A son époque, Foucault avait parlé du principe du panoptisme que nous constatons de nos jours dans les entreprises. Ce principe a été inventé à la fin du XVIIIème siècle par Jeremy Bentham, un avocat britannique, en s’inspirant des plans d’une usine mis au point pour la surveillance. C’est un concept architectural basé sur un principe simple : une tour centrale située au milieu et autour de laquelle toute la prison va être construite en cercle. Les gardiens de la prison se trouvaient au centre. Ils surveillaient les prisonniers sans être vus. Pour Bentham, le panoptisme va permettre de garder les détenus calmes et les pousser à améliorer leurs comportements. Le système carcéral résultant à l’époque sur de nombreux problèmes tels que les maladies graves, un manque d’hygiène ou autres violences, d’où l’intérêt du panoptisme. De plus, il est applicable à différentes institutions telles que les prisons, les hôpitaux, les grandes structures. Mais encore, les banques, les mutuelles d’assurances et les écoles. Elle symbolise une sorte de cellules qui vont permettre à la société de décrypter et d’analyser les comportements des citoyens et des travailleurs en permanence. 

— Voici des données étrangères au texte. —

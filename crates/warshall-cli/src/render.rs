// SPDX-License-Identifier: Apache-2.0
// © James Ross Ω FLYING•ROBOTS <https://github.com/flyingrobots>
//! Text report: per-round tables, the final matrix, then every path.

use std::io::{self, Write};

use comfy_table::{presets::ASCII_FULL, Cell, CellAlignment, Table};
use warshall_core::{DistanceMatrix, Solution};

/// Render `matrix` with row and column headers offset by `base`.
pub(crate) fn distance_table(matrix: &DistanceMatrix, base: usize) -> Table {
    let mut table = Table::new();
    table.load_preset(ASCII_FULL);

    let mut header = vec![Cell::new("")];
    header.extend((0..matrix.order()).map(|col| Cell::new(col + base)));
    table.set_header(header);

    for (row, values) in matrix.rows().enumerate() {
        let mut cells = vec![Cell::new(row + base)];
        cells.extend(
            values
                .iter()
                .map(|d| Cell::new(d).set_alignment(CellAlignment::Center)),
        );
        table.add_row(cells);
    }
    table
}

/// Write the full report.
pub(crate) fn write_report<W: Write>(
    out: &mut W,
    solution: &Solution,
    base: usize,
    show_iterations: bool,
) -> io::Result<()> {
    if solution.distances.is_empty() {
        writeln!(out, "Empty graph: nothing to solve.")?;
        return Ok(());
    }

    if show_iterations {
        writeln!(out, "Distance Matrix Iterations:")?;
        for snapshot in &solution.snapshots {
            writeln!(out)?;
            writeln!(
                out,
                "Iteration {} (via vertex {}, {} improved):",
                snapshot.round + 1,
                snapshot.round + base,
                snapshot.improvements
            )?;
            writeln!(out, "{}", distance_table(&snapshot.distances, base))?;
        }
        writeln!(out)?;
    }

    writeln!(out, "Final Shortest Path Matrix:")?;
    writeln!(out, "{}", distance_table(&solution.distances, base))?;
    writeln!(out)?;

    writeln!(out, "Paths:")?;
    if solution.paths.is_empty() {
        writeln!(out, "(no reachable pairs)")?;
    }
    for record in &solution.paths {
        writeln!(
            out,
            "Shortest path from {} to {}: {}, Distance: {}",
            record.source + base,
            record.target + base,
            record.describe(base),
            record.distance
        )?;
    }
    Ok(())
}
// SPDX-License-Identifier: Apache-2.0
// © James Ross Ω FLYING•ROBOTS <https://github.com/flyingrobots>
//! Adjacency input from text and from raw floats.
//!
//! Text format: one row per line, cells separated by whitespace and/or commas.
//! Blank lines and lines starting with `#` are skipped. An optional
//! `n = <count>` line before the first row declares the vertex count.
//!
//! ```text
//! # three vertices
//! n = 3
//! 0    4    10
//! inf  0    3
//! inf  inf  0
//! ```

use tracing::warn;

use crate::config::WeightPolicy;
use crate::distance::Distance;
use crate::error::EngineError;
use crate::matrix::{AdjacencyMatrix, SquareMatrix};

/// Parse one cell.
///
/// `inf` / `infinity` (any case) mean "no edge". Numbers must be finite;
/// anything else (including `nan` and `-inf`) returns `None`.
pub fn parse_weight(token: &str) -> Option<Distance> {
    let token = token.trim();
    if token.eq_ignore_ascii_case("inf") || token.eq_ignore_ascii_case("infinity") {
        return Some(Distance::Infinite);
    }
    token.parse::<f64>().ok().and_then(Distance::from_f64)
}

/// Parse a declared vertex count. Must be a positive integer.
pub fn parse_vertex_count(token: &str) -> Result<usize, EngineError> {
    let token = token.trim();
    token
        .parse::<usize>()
        .ok()
        .filter(|&n| n > 0)
        .ok_or_else(|| EngineError::InvalidVertexCount {
            token: token.to_owned(),
        })
}

/// Parse a whole adjacency matrix from text. See the module docs for the format.
pub fn parse_adjacency(text: &str, policy: WeightPolicy) -> Result<AdjacencyMatrix, EngineError> {
    let mut declared = None;
    let mut rows: Vec<Vec<&str>> = Vec::new();

    for line in text.lines() {
        let line = line.trim();
        if line.is_empty() || line.starts_with('#') {
            continue;
        }
        if rows.is_empty() && declared.is_none() {
            if let Some(count) = header_value(line) {
                declared = Some(parse_vertex_count(count)?);
                continue;
            }
        }
        rows.push(
            line.split(|c: char| c.is_whitespace() || c == ',')
                .filter(|t| !t.is_empty())
                .collect(),
        );
    }

    if let Some(declared) = declared {
        if declared != rows.len() {
            return Err(EngineError::VertexCountMismatch {
                declared,
                rows: rows.len(),
            });
        }
    }

    let order = rows.len();
    let mut cells = Vec::with_capacity(order);
    for (row, tokens) in rows.into_iter().enumerate() {
        if tokens.len() != order {
            return Err(EngineError::DimensionMismatch {
                row,
                expected: order,
                found: tokens.len(),
            });
        }
        let parsed = tokens
            .into_iter()
            .enumerate()
            .map(|(col, token)| coerce(parse_weight(token), row, col, token, policy))
            .collect::<Result<Vec<_>, _>>()?;
        cells.push(parsed);
    }
    SquareMatrix::from_rows(cells)
}

/// Build an adjacency matrix from raw floats.
///
/// `f64::INFINITY` means "no edge". NaN and `-∞` are malformed and handled by
/// `policy`.
pub fn adjacency_from_weights(
    rows: &[Vec<f64>],
    policy: WeightPolicy,
) -> Result<AdjacencyMatrix, EngineError> {
    let mut cells = Vec::with_capacity(rows.len());
    for (row, values) in rows.iter().enumerate() {
        let parsed = values
            .iter()
            .enumerate()
            .map(|(col, &v)| coerce(Distance::from_f64(v), row, col, &v.to_string(), policy))
            .collect::<Result<Vec<_>, _>>()?;
        cells.push(parsed);
    }
    SquareMatrix::from_rows(cells)
}

fn header_value(line: &str) -> Option<&str> {
    let rest = line.strip_prefix('n').or_else(|| line.strip_prefix('N'))?;
    rest.trim_start().strip_prefix('=')
}

fn coerce(
    parsed: Option<Distance>,
    row: usize,
    col: usize,
    token: &str,
    policy: WeightPolicy,
) -> Result<Distance, EngineError> {
    match (parsed, policy) {
        (Some(weight), _) => Ok(weight),
        (None, WeightPolicy::Lenient) => {
            warn!(row, col, token, "malformed weight treated as no edge");
            Ok(Distance::Infinite)
        }
        (None, WeightPolicy::Strict) => Err(EngineError::MalformedWeight {
            row,
            col,
            token: token.to_owned(),
        }),
    }
}
// SPDX-License-Identifier: Apache-2.0
// © James Ross Ω FLYING•ROBOTS <https://github.com/flyingrobots>
//! Shared application services for warshall tools (config, prefs).
//! Keeps front-ends thin; storage lives behind the [`config::ConfigStore`] port.

pub mod config;
pub mod prefs;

Au 21ème siècle, ce principe semble être une lame à double tranchant. D’abord, il permet d’une part, de surveiller les travailleurs, corriger leurs comportements et mettre fin à la violence et d’autre part de maximiser le gain et le profit. Le but étant d’induire chez les citoyens un Etat conscient, qui va assurer le fonctionnement automatique du pouvoir. D’autant plus qu’un grand nombre de penseurs confirment que ce principe-là dit archaïque, a été une ligne directrice dans les sociétés modernes et surtout dans les milieux professionnels.
De nos jours, ces nouveaux dispositifs de surveillance favorisent un contrôle plus étendu quand il s’agit des activités de n’importe quelle société. Ainsi, ils métamorphosent l’entreprise en un lieu d’observation qui va transformer sur le champ, la relation entre l’employeur et l’employé.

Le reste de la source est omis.